Little Cute Baggage: Could You Be With Someone With Kids?

imageThe dating world can be one of those natural adventures that take you places that you thought you’d never go. Whether it’s that happily ever after ending or that slashing tires and gay rumors being spread about you ending (not as funny as it sounds), it all makes for a great experience. Past and current relationships are awesome conversation topics because you can have a very unique episode that makes you look like a hero or run into someone who went through the exact same thing as you and form an alliance against all exes. The point is, we’re all learning from our relationships, but some people have a little extra to overcome in the form of mini-me(s).
Dating people with kids puts a whole twist on your relationship. I lived in Tucson, AZ for six years and it seemed like every woman that lived within one hundred miles had a kid or two. Let me be the first to say that there is absolutely nothing wrong with dating someone who has kids. Some people might have a problem with it and I’ll get into why in a few moments, but other will embrace their unforeseen responsibility for the sake of being happy.
Let’s get into the pros of dating someone with a kid.
You get to be a kid again– I was dating a woman with two beautiful little girls when I was twenty-two years old. I didn’t know how to react when her daughters encountered me at first, but kids have a way of bringing out the softer side of you. They thought I was the funniest man in the world which gave me the excuse to be as silly as I wanted to be. You can get away with a lot when you’re with the kids and if making a child happy doesn’t melt your heart then I’m sorry to tell you, but you’re not human.

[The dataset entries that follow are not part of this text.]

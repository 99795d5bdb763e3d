use anyhow::{Context, Result};
use pedisim_analysis::{pedigree_summary, population_size_by_year, validate_pedigree};
use pedisim_sim::storage::QueryBuilder;
use std::path::Path;

/// Issues printed in full before the rest are summarized.
const MAX_LISTED: usize = 10;

pub fn validate_database(database: &Path) -> Result<()> {
    println!("🔍 Validating database: {}", database.display());

    if !database.exists() {
        anyhow::bail!("Database file does not exist");
    }

    let query = QueryBuilder::new(database).context("Failed to open database")?;
    let mut total_issues = 0;

    let config = match query.get_full_config() {
        Ok(config) => {
            println!("✓ Configuration: OK");
            config
        }
        Err(e) => {
            println!("✗ Configuration: FAILED - {e}");
            anyhow::bail!("Database holds no readable configuration");
        }
    };

    let history = match query.get_history() {
        Ok(history) => {
            println!("✓ History ledger: {} individuals", history.len());
            history
        }
        Err(e) => {
            println!("✗ History ledger: FAILED - {e}");
            anyhow::bail!("History could not be rebuilt");
        }
    };

    let issues = validate_pedigree(&history, config.demography.maturity);
    if issues.is_empty() {
        println!("✓ Pedigree: OK");
    } else {
        println!("✗ Pedigree: {} issue(s)", issues.len());
        for issue in issues.iter().take(MAX_LISTED) {
            println!("    - {issue}");
        }
        if issues.len() > MAX_LISTED {
            println!("    ... and {} more", issues.len() - MAX_LISTED);
        }
        total_issues += issues.len();
    }

    let summary = pedigree_summary(&history);
    if summary.founders != config.founder_count() {
        println!(
            "⚠️  Founders: {} recorded, {} configured",
            summary.founders,
            config.founder_count()
        );
        total_issues += 1;
    }

    match query.get_census() {
        Ok(census) => {
            let sizes = population_size_by_year(&history, config.years());
            let mismatched: Vec<i64> = census
                .iter()
                .filter(|s| sizes.get(&s.year) != Some(&s.size))
                .map(|s| s.year)
                .collect();
            if mismatched.is_empty() {
                println!("✓ Census: {} years consistent with the ledger", census.len());
            } else {
                println!("✗ Census: sizes differ from the ledger in years {mismatched:?}");
                total_issues += mismatched.len();
            }
            if census.len() < config.n_years() {
                println!(
                    "⚠️  Census covers {} of {} years",
                    census.len(),
                    config.n_years()
                );
            }
        }
        Err(e) => {
            println!("✗ Census: FAILED - {e}");
            total_issues += 1;
        }
    }
    query.close().ok();

    println!("\n{}", "=".repeat(50));
    if total_issues == 0 {
        println!("✓ Validation complete: No issues found");
    } else {
        println!("⚠️  Validation complete: {total_issues} issue(s) found");
    }

    Ok(())
}
//! Litter sizes and sire choice.
//!
//! Reproductive success varies among individuals of both sexes:
//! - **Females**: each mature female draws a litter size from a Gamma-Poisson
//!   (negative binomial) distribution. `reprovarf` is the squared
//!   coefficient of variation of the underlying Gamma rate, so `reprovarf = 0`
//!   reduces to a Poisson litter.
//! - **Males**: each mature male draws a yearly mating weight with mean 1 and
//!   variance `reprovarm`. Every offspring picks its sire independently with
//!   probability proportional to that weight, so a few males may sire most of
//!   a cohort when `reprovarm` is large.

use crate::errors::{ConfigurationError, SimulationError};
use crate::genome::IndividualId;
use rand::Rng;
use rand_distr::{Distribution, Gamma, Poisson};
use serde::{Deserialize, Serialize};

/// Per-year reproductive output of mature individuals.
#[derive(Debug, Clone, Copy, PartialEq, Serialize, Deserialize)]
pub struct ReproductionModel {
    baserepro: f64,
    reprovarf: f64,
    reprovarm: f64,
}

impl ReproductionModel {
    /// Create a reproduction model.
    ///
    /// # Errors
    /// All three parameters must be finite and non-negative.
    pub fn new(baserepro: f64, reprovarf: f64, reprovarm: f64) -> Result<Self, ConfigurationError> {
        for (name, value) in [
            ("baserepro", baserepro),
            ("reprovarf", reprovarf),
            ("reprovarm", reprovarm),
        ] {
            if !(value >= 0.0 && value.is_finite()) {
                return Err(ConfigurationError::invalid(
                    name,
                    value,
                    "must be finite and non-negative",
                ));
            }
        }
        Ok(Self {
            baserepro,
            reprovarf,
            reprovarm,
        })
    }

    /// Mean litter size of a mature female without regulation.
    pub fn baserepro(&self) -> f64 {
        self.baserepro
    }

    /// Female reproductive-success heterogeneity.
    pub fn reprovarf(&self) -> f64 {
        self.reprovarf
    }

    /// Male reproductive-success heterogeneity.
    pub fn reprovarm(&self) -> f64 {
        self.reprovarm
    }

    /// Draw a litter size with mean `baserepro * regulation`.
    ///
    /// # Errors
    /// Returns [`SimulationError::Distribution`] if a sampling distribution
    /// rejects its parameters.
    pub fn litter_size<R: Rng + ?Sized>(
        &self,
        rng: &mut R,
        regulation: f64,
    ) -> Result<u32, SimulationError> {
        let mean = self.baserepro * regulation;
        if !(mean > 0.0) {
            return Ok(0);
        }

        let lambda = if self.reprovarf > 0.0 {
            let gamma = Gamma::new(1.0 / self.reprovarf, mean * self.reprovarf)
                .map_err(|e| SimulationError::distribution("female reproductive rate", e))?;
            gamma.sample(rng)
        } else {
            mean
        };
        if !(lambda > 0.0) {
            return Ok(0);
        }

        let poisson =
            Poisson::new(lambda).map_err(|e| SimulationError::distribution("litter size", e))?;
        let count: f64 = poisson.sample(rng);
        Ok(count as u32)
    }

    /// Draw the yearly mating weight of one male (mean 1, variance `reprovarm`).
    ///
    /// # Errors
    /// Returns [`SimulationError::Distribution`] if the Gamma distribution
    /// rejects its parameters.
    pub fn mating_weight<R: Rng + ?Sized>(&self, rng: &mut R) -> Result<f64, SimulationError> {
        if self.reprovarm <= 0.0 {
            return Ok(1.0);
        }
        let gamma = Gamma::new(1.0 / self.reprovarm, self.reprovarm)
            .map_err(|e| SimulationError::distribution("male mating weight", e))?;
        Ok(gamma.sample(rng))
    }
}

/// A mature male available as a sire this year.
#[derive(Debug, Clone, Copy, PartialEq)]
pub struct Sire {
    pub id: IndividualId,
    pub breeding_value: f64,
}

/// The mature males of one year together with their mating weights.
#[derive(Debug, Clone, Default)]
pub struct MatingPool {
    sires: Vec<Sire>,
    /// Running sum of weights; empty when sires are chosen uniformly
    cumulative: Vec<f64>,
    total: f64,
}

impl MatingPool {
    /// Pool where every sire is equally likely.
    pub fn uniform(sires: Vec<Sire>) -> Self {
        Self {
            sires,
            cumulative: Vec::new(),
            total: 0.0,
        }
    }

    /// Pool with one weight per sire.
    ///
    /// Falls back to uniform choice when no weight is positive.
    pub fn weighted(sires: Vec<Sire>, weights: &[f64]) -> Self {
        debug_assert_eq!(sires.len(), weights.len());
        let cumulative: Vec<f64> = weights
            .iter()
            .scan(0.0, |acc, &w| {
                *acc += w.max(0.0);
                Some(*acc)
            })
            .collect();
        let total = cumulative.last().copied().unwrap_or(0.0);
        if !(total > 0.0 && total.is_finite()) {
            return Self::uniform(sires);
        }
        Self {
            sires,
            cumulative,
            total,
        }
    }

    /// Number of available sires.
    pub fn len(&self) -> usize {
        self.sires.len()
    }

    /// True when no male can sire offspring this year.
    pub fn is_empty(&self) -> bool {
        self.sires.is_empty()
    }

    /// Pick a sire, or `None` if the pool is empty.
    pub fn sample<R: Rng + ?Sized>(&self, rng: &mut R) -> Option<&Sire> {
        if self.sires.is_empty() {
            return None;
        }
        if self.cumulative.is_empty() {
            return self.sires.get(rng.random_range(0..self.sires.len()));
        }
        let r = rng.random_range(0.0..self.total);
        let idx = self
            .cumulative
            .partition_point(|&c| c <= r)
            .min(self.sires.len() - 1);
        self.sires.get(idx)
    }
}
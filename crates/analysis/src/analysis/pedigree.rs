//! Pedigree checks and summaries
//!
//! A History produced by the engine satisfies a set of pedigree invariants:
//! parents exist and precede their offspring, were mature and alive in the
//! birth year, and have the expected sexes. [`validate_pedigree`] reports
//! every violation it finds, which is mostly useful for histories loaded from
//! a database.

use pedisim_sim::genome::{Individual, IndividualId, Sex};
use pedisim_sim::simulation::History;
use serde::Serialize;
use std::collections::{HashMap, HashSet};
use std::fmt;

/// One violated pedigree invariant.
#[derive(Debug, Clone, Copy, PartialEq, Eq, Serialize)]
#[serde(tag = "issue", rename_all = "snake_case")]
pub enum PedigreeIssue {
    /// A parent identifier is not in the History
    UnknownParent { id: u64, parent: u64 },
    /// A parent identifier is not smaller than the offspring's
    ParentNotEarlier { id: u64, parent: u64 },
    /// A parent had not reached maturity in the offspring's birth year
    ParentImmature {
        id: u64,
        parent: u64,
        parent_birth_year: i64,
        birth_year: i64,
    },
    /// A parent died in or before the offspring's birth year
    ParentDead {
        id: u64,
        parent: u64,
        death_year: i64,
        birth_year: i64,
    },
    DamNotFemale { id: u64, dam: u64 },
    SireNotMale { id: u64, sire: u64 },
}

impl fmt::Display for PedigreeIssue {
    fn fmt(&self, f: &mut fmt::Formatter<'_>) -> fmt::Result {
        match *self {
            Self::UnknownParent { id, parent } => {
                write!(f, "individual {id}: unknown parent {parent}")
            }
            Self::ParentNotEarlier { id, parent } => {
                write!(f, "individual {id}: parent {parent} does not precede it")
            }
            Self::ParentImmature {
                id,
                parent,
                parent_birth_year,
                birth_year,
            } => write!(
                f,
                "individual {id} (born {birth_year}): parent {parent} born {parent_birth_year} was immature"
            ),
            Self::ParentDead {
                id,
                parent,
                death_year,
                birth_year,
            } => write!(
                f,
                "individual {id} (born {birth_year}): parent {parent} died in {death_year}"
            ),
            Self::DamNotFemale { id, dam } => write!(f, "individual {id}: dam {dam} is not female"),
            Self::SireNotMale { id, sire } => write!(f, "individual {id}: sire {sire} is not male"),
        }
    }
}

/// Check every non-founder of `history` against the pedigree invariants.
///
/// `maturity` is the minimum parental age in years. Issues are returned in
/// identifier order; an empty vector means the pedigree is consistent.
pub fn validate_pedigree(history: &History, maturity: u32) -> Vec<PedigreeIssue> {
    let mut issues = Vec::new();
    for ind in history.individuals() {
        let (Some(dam), Some(sire)) = (ind.dam(), ind.sire()) else {
            continue;
        };
        for (parent_id, expected) in [(dam, Sex::Female), (sire, Sex::Male)] {
            check_parent(history, ind, parent_id, expected, maturity, &mut issues);
        }
    }
    issues
}

fn check_parent(
    history: &History,
    ind: &Individual,
    parent_id: IndividualId,
    expected: Sex,
    maturity: u32,
    issues: &mut Vec<PedigreeIssue>,
) {
    let id = ind.id().get();
    let parent = parent_id.get();
    if parent_id >= ind.id() {
        issues.push(PedigreeIssue::ParentNotEarlier { id, parent });
    }
    let Some(record) = history.get(parent_id) else {
        issues.push(PedigreeIssue::UnknownParent { id, parent });
        return;
    };

    let birth_year = ind.birth_year();
    if !record.is_mature(birth_year, maturity) {
        issues.push(PedigreeIssue::ParentImmature {
            id,
            parent,
            parent_birth_year: record.birth_year(),
            birth_year,
        });
    }
    if let Some(death_year) = history.death_year(parent_id) {
        if death_year <= birth_year {
            issues.push(PedigreeIssue::ParentDead {
                id,
                parent,
                death_year,
                birth_year,
            });
        }
    }
    if record.sex() != expected {
        issues.push(match expected {
            Sex::Female => PedigreeIssue::DamNotFemale { id, dam: parent },
            Sex::Male => PedigreeIssue::SireNotMale { id, sire: parent },
        });
    }
}

/// Shape of a pedigree.
#[derive(Debug, Clone, PartialEq, Serialize)]
pub struct PedigreeSummary {
    pub individuals: usize,
    pub founders: usize,
    /// Distinct females with at least one recorded offspring
    pub dams: usize,
    /// Distinct males with at least one recorded offspring
    pub sires: usize,
    /// Mean number of offspring per dam (0 without offspring)
    pub mean_offspring_per_dam: f64,
    /// Longest founder-to-descendant path (founders are generation 0)
    pub max_generation: u32,
}

/// Count founders, breeders, and generations of `history`.
pub fn pedigree_summary(history: &History) -> PedigreeSummary {
    let mut dams = HashSet::new();
    let mut sires = HashSet::new();
    let mut generation: HashMap<IndividualId, u32> = HashMap::with_capacity(history.len());
    let mut founders = 0;
    let mut offspring = 0;

    for ind in history.individuals() {
        let depth = match (ind.dam(), ind.sire()) {
            (Some(dam), Some(sire)) => {
                dams.insert(dam);
                sires.insert(sire);
                offspring += 1;
                let parent_depth = |p| generation.get(&p).copied().unwrap_or(0);
                parent_depth(dam).max(parent_depth(sire)) + 1
            }
            _ => {
                founders += 1;
                0
            }
        };
        generation.insert(ind.id(), depth);
    }

    PedigreeSummary {
        individuals: history.len(),
        founders,
        dams: dams.len(),
        sires: sires.len(),
        mean_offspring_per_dam: if dams.is_empty() {
            0.0
        } else {
            offspring as f64 / dams.len() as f64
        },
        max_generation: generation.values().copied().max().unwrap_or(0),
    }
}

#[cfg(test)]
mod tests {
    use super::*;
    use pedisim_sim::simulation::{Configuration, Death, Simulation};

    fn founder(id: u64, sex: Sex) -> Individual {
        Individual::founder(IndividualId(id), 0, sex, 0.0, 0.0)
    }

    fn child(id: u64, dam: u64, sire: u64, birth_year: i64) -> Individual {
        Individual::offspring(
            IndividualId(id),
            IndividualId(dam),
            IndividualId(sire),
            birth_year,
            Sex::Female,
            0.0,
            0.0,
        )
    }

    #[test]
    fn test_engine_pedigree_is_consistent() {
        let mut config = Configuration::new(1, 30);
        config.demography.carrying_capacity = 80;
        config.demography.maturity = 2;
        config.execution.seed = Some(8);
        let mut sim = Simulation::new(config).unwrap();
        sim.run().unwrap();

        assert!(validate_pedigree(sim.history(), 2).is_empty());

        let summary = pedigree_summary(sim.history());
        assert_eq!(summary.individuals, sim.history().len());
        assert_eq!(summary.founders, 80);
        assert!(summary.dams > 0 && summary.sires > 0);
        assert!(summary.max_generation >= 1);
        // Maturity 2 allows at most one generation per two years
        assert!(summary.max_generation <= 15);
    }

    #[test]
    fn test_detects_violations() {
        let individuals = vec![
            founder(1, Sex::Female),
            founder(2, Sex::Female),
            child(3, 1, 2, 1),
            child(4, 2, 1, 3),
        ];
        let deaths = [Death {
            id: IndividualId(2),
            year: 2,
        }];
        let history = History::from_parts(individuals, deaths).unwrap();

        let issues = validate_pedigree(&history, 2);
        assert!(issues.contains(&PedigreeIssue::SireNotMale { id: 3, sire: 2 }));
        assert!(issues.contains(&PedigreeIssue::ParentImmature {
            id: 3,
            parent: 1,
            parent_birth_year: 0,
            birth_year: 1,
        }));
        assert!(issues.contains(&PedigreeIssue::ParentDead {
            id: 4,
            parent: 2,
            death_year: 2,
            birth_year: 3,
        }));
        assert!(issues.contains(&PedigreeIssue::SireNotMale { id: 4, sire: 1 }));
        assert!(!issues.contains(&PedigreeIssue::DamNotFemale { id: 4, dam: 2 }));
    }

    #[test]
    fn test_unknown_and_later_parents() {
        let individuals = vec![founder(1, Sex::Female), child(2, 1, 9, 1)];
        let history = History::from_parts(individuals, []).unwrap();
        let issues = validate_pedigree(&history, 1);
        assert_eq!(
            issues,
            vec![
                PedigreeIssue::ParentNotEarlier { id: 2, parent: 9 },
                PedigreeIssue::UnknownParent { id: 2, parent: 9 },
            ]
        );
        assert!(issues[1].to_string().contains("unknown parent 9"));
    }

    #[test]
    fn test_summary_generations() {
        let individuals = vec![
            founder(1, Sex::Female),
            founder(2, Sex::Male),
            child(3, 1, 2, 1),
            child(4, 3, 2, 2),
            child(5, 1, 2, 2),
        ];
        let summary = pedigree_summary(&History::from_parts(individuals, []).unwrap());
        assert_eq!(summary.founders, 2);
        assert_eq!(summary.dams, 2);
        assert_eq!(summary.sires, 1);
        assert_eq!(summary.max_generation, 2);
        assert!((summary.mean_offspring_per_dam - 1.5).abs() < 1e-12);
    }

    #[test]
    fn test_empty_history() {
        let summary = pedigree_summary(&History::new());
        assert_eq!(summary.individuals, 0);
        assert_eq!(summary.max_generation, 0);
        assert_eq!(summary.mean_offspring_per_dam, 0.0);
        assert!(validate_pedigree(&History::new(), 1).is_empty());
    }
}
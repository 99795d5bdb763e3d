//! Demographic tables
//!
//! Year-indexed counts derived from a History. Every table has one entry per
//! year of the requested range, including years with a count of zero.
//!
//! An individual counts as living in year `y` when it was born in or before
//! `y` and did not die in or before `y` (end-of-year census).

use crate::analysis::utils::living_years;
use pedisim_sim::simulation::History;
use std::collections::BTreeMap;
use std::ops::RangeInclusive;

fn zeros(years: &RangeInclusive<i64>) -> BTreeMap<i64, usize> {
    years.clone().map(|y| (y, 0)).collect()
}

/// Number of living individuals per year.
///
/// # Example
///
/// ```
/// use pedisim_analysis::population_size_by_year;
/// use pedisim_sim::simulation::{simulate, Configuration};
///
/// let mut config = Configuration::new(1, 20);
/// config.demography.carrying_capacity = 50;
/// config.execution.seed = Some(1);
/// let history = simulate(config).unwrap();
///
/// let sizes = population_size_by_year(&history, 1..=20);
/// assert_eq!(sizes.len(), 20);
/// ```
pub fn population_size_by_year(
    history: &History,
    years: RangeInclusive<i64>,
) -> BTreeMap<i64, usize> {
    let mut table = zeros(&years);
    for (ind, died) in history.records() {
        for year in living_years(ind, died, &years) {
            if let Some(count) = table.get_mut(&year) {
                *count += 1;
            }
        }
    }
    table
}

/// Number of individuals born per year (founders count in their birth year).
pub fn births_by_year(history: &History, years: RangeInclusive<i64>) -> BTreeMap<i64, usize> {
    let mut table = zeros(&years);
    for ind in history.individuals() {
        if let Some(count) = table.get_mut(&ind.birth_year()) {
            *count += 1;
        }
    }
    table
}

/// Number of individuals that failed their survival draw per year.
pub fn deaths_by_year(history: &History, years: RangeInclusive<i64>) -> BTreeMap<i64, usize> {
    let mut table = zeros(&years);
    for death in history.deaths() {
        if let Some(count) = table.get_mut(&death.year) {
            *count += 1;
        }
    }
    table
}

/// Living individuals by age in `year`.
pub fn age_structure(history: &History, year: i64) -> BTreeMap<u32, usize> {
    let mut table = BTreeMap::new();
    for ind in history.living_in(year) {
        if let Some(age) = ind.age(year) {
            *table.entry(age).or_insert(0) += 1;
        }
    }
    table
}
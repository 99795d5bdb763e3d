//! Shared default values for simulation configuration.
//! These values are used by the `init` command (via clap) and match
//! `Configuration::default()` in the simulation crate.

pub const CONFIG_FILE: &str = "pedisim.json";
pub const OUTPUT_DB: &str = "simulation.db";

// Execution
pub const START_YEAR: i64 = 1;
pub const END_YEAR: i64 = 100;

// Demography
pub const MATURITY: u32 = 1;
pub const BASEREPRO: f64 = 3.0;
pub const REPROVARF: f64 = 0.5;
pub const REPROVARM: f64 = 0.5;
pub const CARRYING_CAPACITY: usize = 200;
pub const REGULATION_STRENGTH: f64 = 4.0;

// Genetics
pub const VP: f64 = 1.0;
pub const VA: f64 = 0.5;

// Selection
pub const OMEGA: f64 = 1.0;
pub const THETA: f64 = 0.0;
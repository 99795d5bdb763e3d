//! Storage module for persisting simulation data.
//!
//! This module provides SQLite-based recording of a run (configuration,
//! pedigree, mortality, and yearly census), allowing for reproducibility and
//! post-simulation analysis.

mod database;
mod query;
mod recorder;

pub use database::{Database, DatabaseStats};
pub use query::QueryBuilder;
pub use recorder::{Recorder, RecorderStats};
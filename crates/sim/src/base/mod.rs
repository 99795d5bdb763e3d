//! Basic value types shared by the models and the engine.

pub mod probability;
pub mod streams;

pub use probability::Probability;
pub use streams::{RngStreams, Stage};
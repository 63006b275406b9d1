//! Ordered collections built on a red-black order-statistic tree.
//!
//! This crate provides [`RbTree`], a red-black search tree whose nodes carry
//! subtree sizes, plus two collections built directly on it:
//!
//! - [`RbTree`] - the tree itself: unique or multi-keyed, with O(log n)
//!   [`select`](RbTree::select) (element at a sorted position) and
//!   [`rank_of`](RbTree::rank_of) (sorted position of a key)
//! - [`SortedMultiSet`] - a sorted bag of elements with duplicates and a
//!   full multiset algebra (`|`, `&`, `-`, `^`)
//! - [`SortedMultiMap`] - a sorted key-value collection with duplicate keys
//!
//! All three, together with the standard `BTreeSet`, implement the
//! [`Statistical`] trait: frequency counts, draw probabilities and expected
//! values over the stored entries.
//!
//! # Example
//!
//! ```
//! use scarlet_tree::{SortedMultiSet, Statistical};
//!
//! let mut rolls = SortedMultiSet::new();
//! for roll in [3, 1, 4, 1, 5, 1] {
//!     rolls.insert(roll);
//! }
//!
//! // Elements come back sorted, duplicates kept.
//! assert_eq!(rolls.to_vec(), [1, 1, 1, 3, 4, 5]);
//!
//! // Ordinal access and ranks are O(log n).
//! assert_eq!(rolls.select(3), 3);
//! assert_eq!(rolls.index_of(&4), Some(4));
//!
//! // Frequency statistics over the stored elements.
//! assert_eq!(rolls.count_of(&[1]), 3);
//! assert_eq!(rolls.expected_value_of(12, &[1]), 6.0);
//! ```
//!
//! # Features
//!
//! - **`no_std` compatible** - Only requires `alloc`, no standard library dependency
//! - **O(log n) order statistics** - Subtree size augmentation on every node
//! - **Duplicate-aware** - Multi-keyed trees, multisets and multimaps keep
//!   every occurrence
//! - **Arena storage** - Nodes live in one contiguous arena addressed by
//!   compact handles, no per-node allocation
//!
//! # Implementation
//!
//! The tree is a classic red-black tree with a sentinel boundary node and an
//! `order` (subtree node count) field maintained through every rotation and
//! both fixup passes. The collections never hand out node references; all
//! reads copy the stored keys and values out.

#![no_std]
// These forbid rules and lint groups are meant to be very restrictive.
#![forbid(unsafe_code)]
#![forbid(keyword_idents)]
#![forbid(non_ascii_idents)]
#![forbid(unreachable_pub)]
#![warn(clippy::all)]
#![warn(clippy::cargo)]
#![warn(clippy::pedantic)]
// Enable coverage attributes for nightly builds.
#![cfg_attr(coverage_nightly, feature(coverage_attribute))]

extern crate alloc;

mod raw;
mod statistics;

pub mod multimap;
pub mod multiset;
pub mod rb_tree;

pub use multimap::SortedMultiMap;
pub use multiset::SortedMultiSet;
pub use rb_tree::RbTree;
pub use statistics::Statistical;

You learn responsibility – You aren’t the only person you care about anymore. There is someone much smaller and innocent than you that needs your guidance. The amount of influence you have on a child is astounding. It makes you feel important because they listen to you. They follow you. They try to emulate any and everything you do. That kind of makes you rethink what you say and do around them. You start to realize that some of the childish things you were doing weren’t fit for someone your age. It some ways, a child can turn you into a true adult.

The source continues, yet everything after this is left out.